Mountain Tracks, vol. 3 – Yonder Mountain String Band
Halfway through Mountain Tracks, vol. 3, Yonder Mountain String Band’s newest live release, the Colorado quartet shifts into jamband gear. A pack of young, hip and talented players, YMSB represents the best of modern progressive bluegrass — a style of playing which weaves bits of folk, rock, and even jam into mountain music’s acoustic frame. Yet, throughout Mountain Tracks’ first five cuts, YMSB plays it relatively straight, offering a series of tight, and relatively traditional, bluegrass tunes.
In fact, it's not until the segue connecting "If There's Still Ramblin' in the Rambler" and "Steep Grade, Sharp Curves," that YMSB proves its jamband colors. The change happens quickly and smoothly, without disrupting the tight banjo picking of Dave Johnson. But, during an extended reading of "Steep Grade," the group's jamband underbelly shines through brightly. Perhaps a testament to the group's relaxed, yet effective, style of improvisation, Yonder slips from bluegrass covers into more experimental territory with advanced ease. Yet, despite their overt bluegrass leanings, YMSB are firmly grounded on jamband soil.
A two-disc set, which collects highlights from the band's September 2003 appearance at Planet Bluegrass, Mountain Tracks isn’t for novices. Filled with uptempo bluegrass romps, such as the album closing original "Peace of Mind," this meaty collection offers the full YMSB experience. Spread across 24 songs, including an unlisted cover of Johnny Cash’s "Ring of Fire," Yonder Mountain jumps from tight traditional songs ("Queen of the Faith") to long-winded originals ("Traffic Jam") to choice country-rock covers (Willie Nelson’s "Bloody Mary Morning"). Yet, throughout, the group manages to be cohesive, mostly through its rock and roll energy. Yonder Mountain also offers its share of asterisk-worthy surprises, including a spoken word appearance by Kinfolk celebrity Pastor Tim, and guest spots from fiddler Darol Anger. Fleshing out a number of key tracks, including "Maid of the Canyon," Anger offers a number of choice solos, functioning as a quasi-fifth member.

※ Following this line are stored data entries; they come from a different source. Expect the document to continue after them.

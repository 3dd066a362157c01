// Debug logging module for asynchronous tick logging
//
// Fire-and-forget JSONL logging so the tick loop never waits on disk.
// Each line holds the full game state of a tick and the moves sent back for it,
// which is exactly what the replay engine needs to re-plan the tick offline.

use log::error;
use serde::{Deserialize, Serialize};
use std::sync::Arc;
use tokio::fs::{File, OpenOptions};
use tokio::io::AsyncWriteExt;
use tokio::sync::Mutex;
use tokio::task::JoinHandle;

use crate::fallback::PlanOutcome;
use crate::planner::TickPlan;
use crate::types::{Direction, GameState};

/// A move as recorded in the tick log
#[derive(Debug, Clone, Serialize, Deserialize, PartialEq)]
pub struct LoggedMove {
    pub id: String,
    pub direction: Direction,
    pub outcome: PlanOutcome,
}

/// Represents a single debug log entry
#[derive(Debug, Clone, Serialize, Deserialize)]
pub struct TickLogEntry {
    pub turn: u64,
    pub state: GameState,
    pub moves: Vec<LoggedMove>,
    pub timestamp: String,
}

impl TickLogEntry {
    pub fn new(state: GameState, plan: &TickPlan) -> Self {
        TickLogEntry {
            turn: state.turn,
            moves: plan
                .plans
                .iter()
                .map(|agent| LoggedMove {
                    id: agent.id.clone(),
                    direction: agent.decision.direction,
                    outcome: agent.decision.outcome,
                })
                .collect(),
            state,
            timestamp: chrono::Utc::now().to_rfc3339(),
        }
    }
}

/// Shared debug logger state
/// Uses Arc<Mutex<File>> to allow concurrent async writes from multiple tasks
#[derive(Clone)]
pub struct DebugLogger {
    file: Arc<Mutex<Option<File>>>,
    enabled: bool,
}

impl DebugLogger {
    /// Creates a new debug logger
    /// If enabled is true, initializes the log file (truncating if it exists)
    pub async fn new(enabled: bool, log_file_path: &str) -> Self {
        if !enabled {
            return Self::disabled();
        }

        match OpenOptions::new()
            .create(true)
            .write(true)
            .truncate(true)
            .open(log_file_path)
            .await
        {
            Ok(file) => {
                log::info!("Debug logging enabled: {}", log_file_path);
                DebugLogger {
                    file: Arc::new(Mutex::new(Some(file))),
                    enabled: true,
                }
            }
            Err(e) => {
                error!("Failed to create debug log file '{}': {}", log_file_path, e);
                Self::disabled()
            }
        }
    }

    /// Creates a disabled debug logger (no-op)
    pub fn disabled() -> Self {
        DebugLogger {
            file: Arc::new(Mutex::new(None)),
            enabled: false,
        }
    }

    pub fn is_enabled(&self) -> bool {
        self.enabled
    }

    /// Logs a planned tick asynchronously (fire-and-forget)
    /// The returned handle may be awaited, but the tick loop drops it
    pub fn log_tick(&self, state: GameState, plan: &TickPlan) -> Option<JoinHandle<()>> {
        if !self.enabled {
            return None;
        }

        let file_handle = self.file.clone();
        let entry = TickLogEntry::new(state, plan);

        Some(tokio::spawn(async move {
            Self::write_entry(file_handle, entry).await;
        }))
    }

    async fn write_entry(file_handle: Arc<Mutex<Option<File>>>, entry: TickLogEntry) {
        let mut file_guard = file_handle.lock().await;

        if let Some(file) = file_guard.as_mut() {
            match serde_json::to_string(&entry) {
                Ok(json_line) => {
                    let line_with_newline = format!("{}\n", json_line);
                    if let Err(e) = file.write_all(line_with_newline.as_bytes()).await {
                        error!("Failed to write debug log entry: {}", e);
                    } else if let Err(e) = file.flush().await {
                        error!("Failed to flush debug log: {}", e);
                    }
                }
                Err(e) => {
                    error!("Failed to serialize debug log entry: {}", e);
                }
            }
        }
    }
}
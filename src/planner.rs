// Per-agent planner
//
// Builds the grid once per tick and plans every controlled snake against it.
// Snakes are planned independently; with enough agents and cores the work is
// spread over the rayon pool, each worker checking the shared deadline itself.

use log::{error, info, warn};
use parking_lot::Mutex;
use rayon::prelude::*;
use std::collections::{HashMap, HashSet};
use std::sync::atomic::{AtomicUsize, Ordering};
use std::time::{Duration, Instant};

use crate::config::Config;
use crate::fallback::{Decision, FallbackDirector, PlanOutcome};
use crate::grid::Grid;
use crate::scheduler::Deadline;
use crate::search::{Path, PathSearch, SearchPolicy};
use crate::target::TargetSelector;
use crate::types::{Cell, GameState, MoveRequest, Snake, SnakeMove};

/// Execution strategy based on agent count and hardware
#[derive(Debug, Clone, Copy, PartialEq, Eq)]
pub enum ExecutionStrategy {
    /// Agents planned one after another on the calling thread
    Sequential,
    /// One rayon task per agent
    Parallel,
}

/// What an agent was heading for last tick
#[derive(Debug, Clone)]
struct PlanMemory {
    target: Cell,
    path: Path,
}

/// Decision for one snake
#[derive(Debug, Clone)]
pub struct AgentPlan {
    pub id: String,
    pub decision: Decision,
}

/// Everything planned in one tick
#[derive(Debug, Clone)]
pub struct TickPlan {
    pub turn: u64,
    pub plans: Vec<AgentPlan>,
    pub strategy: ExecutionStrategy,
    pub elapsed: Duration,
}

impl TickPlan {
    /// The request body carrying every agent's move
    pub fn to_request(&self) -> MoveRequest {
        MoveRequest {
            snakes: self
                .plans
                .iter()
                .map(|plan| SnakeMove {
                    id: plan.id.clone(),
                    direction: plan.decision.direction,
                })
                .collect(),
        }
    }

    pub fn degraded_count(&self) -> usize {
        self.plans
            .iter()
            .filter(|plan| plan.decision.outcome.is_degraded())
            .count()
    }
}

/// Plans all controlled snakes for a tick
/// Holds static configuration plus the per-agent path memory carried between ticks
pub struct Planner {
    config: Config,
    selector: TargetSelector,
    engine: PathSearch,
    memory: Mutex<HashMap<String, PlanMemory>>,
    searches: AtomicUsize,
}

impl Planner {
    /// Creates a new Planner instance with the given configuration
    pub fn new(config: Config) -> Self {
        let selector = TargetSelector::from_config(&config.targeting);
        let engine = PathSearch::new(SearchPolicy::from_config(&config.search));
        Planner {
            config,
            selector,
            engine,
            memory: Mutex::new(HashMap::new()),
            searches: AtomicUsize::new(0),
        }
    }

    pub fn config(&self) -> &Config {
        &self.config
    }

    /// Fresh path searches started since this planner was created
    pub fn search_count(&self) -> usize {
        self.searches.load(Ordering::Acquire)
    }

    /// Plans every alive snake with a body on the map
    ///
    /// # Arguments
    /// * `state` - Game state received for this tick
    /// * `deadline` - Instant after which searches give up and fall back
    ///
    /// # Returns
    /// * `Result<TickPlan, String>` - Moves for all agents, or why the snapshot was unusable
    pub fn plan_tick(&self, state: &GameState, deadline: Deadline) -> Result<TickPlan, String> {
        let start_time = Instant::now();
        let grid = Grid::from_state(state, &self.config.valuation)?;

        let agents: Vec<(&Snake, Cell)> = state
            .snakes
            .iter()
            .filter(|snake| snake.is_plannable())
            .filter_map(|snake| snake.head().map(|head| (snake, head)))
            .collect();

        self.forget_departed(&agents);

        let strategy =
            Self::determine_strategy(agents.len(), rayon::current_num_threads(), &self.config);

        let plans: Vec<AgentPlan> = match strategy {
            ExecutionStrategy::Sequential => agents
                .iter()
                .map(|&(snake, head)| self.plan_agent(&grid, snake, head, &deadline))
                .collect(),
            ExecutionStrategy::Parallel => agents
                .par_iter()
                .map(|&(snake, head)| self.plan_agent(&grid, snake, head, &deadline))
                .collect(),
        };

        let plan = TickPlan {
            turn: state.turn,
            plans,
            strategy,
            elapsed: start_time.elapsed(),
        };

        info!(
            "Turn {}: planned {} snakes ({:?}, {} degraded, {} hazards, {} targets, {}ms)",
            plan.turn,
            plan.plans.len(),
            plan.strategy,
            plan.degraded_count(),
            grid.hazard_count(),
            grid.valued().len(),
            plan.elapsed.as_millis()
        );

        Ok(plan)
    }

    /// Determines the execution strategy based on agent count and hardware
    pub fn determine_strategy(num_agents: usize, num_cpus: usize, config: &Config) -> ExecutionStrategy {
        match (num_agents, num_cpus) {
            (n, cpus)
                if n >= config.strategy.min_agents_for_parallel
                    && cpus >= config.strategy.min_cpus_for_parallel =>
            {
                ExecutionStrategy::Parallel
            }
            _ => ExecutionStrategy::Sequential,
        }
    }

    fn plan_agent(&self, grid: &Grid, snake: &Snake, head: Cell, deadline: &Deadline) -> AgentPlan {
        let target = self.selector.select(grid, &head);

        let reused = match target {
            Some(target) if self.config.search.reuse_paths => {
                self.try_reuse(grid, &snake.id, head, target.cell)
            }
            _ => None,
        };

        let decision = match reused {
            Some(decision) => decision,
            None => FallbackDirector::new(&self.engine).decide(
                grid,
                head,
                target.map(|t| t.cell),
                deadline,
            ),
        };

        self.searches.fetch_add(decision.searches, Ordering::AcqRel);
        self.remember(&snake.id, &decision);
        Self::log_decision(&snake.id, head, &decision);

        AgentPlan {
            id: snake.id.clone(),
            decision,
        }
    }

    /// Keeps last tick's path if it still leads to `target` from `head` over safe cells
    fn try_reuse(&self, grid: &Grid, id: &str, head: Cell, target: Cell) -> Option<Decision> {
        let memory = self.memory.lock();
        let previous = memory.get(id)?;
        if previous.target != target {
            return None;
        }

        let path = previous.path.suffix_from(&head)?;
        if path.is_empty() || !path.cells()[1..].iter().all(|c| grid.is_safe(c)) {
            return None;
        }

        Some(Decision {
            direction: path.first_step()?,
            path,
            outcome: PlanOutcome::Reused,
            target: Some(target),
            searches: 0,
            target_search: None,
        })
    }

    fn remember(&self, id: &str, decision: &Decision) {
        let mut memory = self.memory.lock();
        match decision.target {
            Some(target) => {
                memory.insert(
                    id.to_string(),
                    PlanMemory {
                        target,
                        path: decision.path.clone(),
                    },
                );
            }
            None => {
                memory.remove(id);
            }
        }
    }

    fn forget_departed(&self, agents: &[(&Snake, Cell)]) {
        let alive: HashSet<&str> = agents.iter().map(|(snake, _)| snake.id.as_str()).collect();
        self.memory.lock().retain(|id, _| alive.contains(id.as_str()));
    }

    fn log_decision(id: &str, head: Cell, decision: &Decision) {
        match decision.outcome {
            PlanOutcome::Targeted | PlanOutcome::Reused => info!(
                "Snake {}: {} toward {} via {} ({} moves, {})",
                id,
                decision.direction.as_str(),
                decision.target.map(|t| t.to_string()).unwrap_or_default(),
                head,
                decision.path.len(),
                decision.outcome.as_str()
            ),
            PlanOutcome::Centering | PlanOutcome::CenterStep | PlanOutcome::SafeStep => warn!(
                "Snake {}: {} from {} ({}, target search: {})",
                id,
                decision.direction.as_str(),
                head,
                decision.outcome.as_str(),
                decision.target_search.unwrap_or("none")
            ),
            PlanOutcome::DefaultForward => error!(
                "Snake {}: boxed in at {}, defaulting to {}",
                id,
                head,
                decision.direction.as_str()
            ),
        }
    }
}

In fact, after a few relatively straightforward bluegrass tunes, including a duet between mandolin player Jeff Austin and guitarist Adam Aijala on "Coo Coo's Nest," YMSB offers a setlist of segues, turning the second portion of both shows into mini-medleys. And, like any great jamband, Yonder Mountain use certain songs as thematic hooks, tying disc one together with bassist Ben Kaufman's bright "Traffic Jam," and disc two with Austin's abovementioned "Peace of Mind."
Like String Cheese Incident before them, Yonder Mountain also work as a bluegrass songbook of sorts, introducing a new generation of music aficionados to the works of Bill Monroe and others. While traditional music is driven by its story, Yonder Mountain's progressive blend favors rhythm, provided throughout by Kaufman's upright bass. Though the group's lyrics are well composed, Yonder Mountain tends to favor the whimsical over traditional old time stories (best exemplified during on odd take on Monroe's "Kentucky Mandolin"). And, in the end, perhaps it's this sense of ease, which has allowed Yonder Mountain String Band to extend their traditional sound into the present.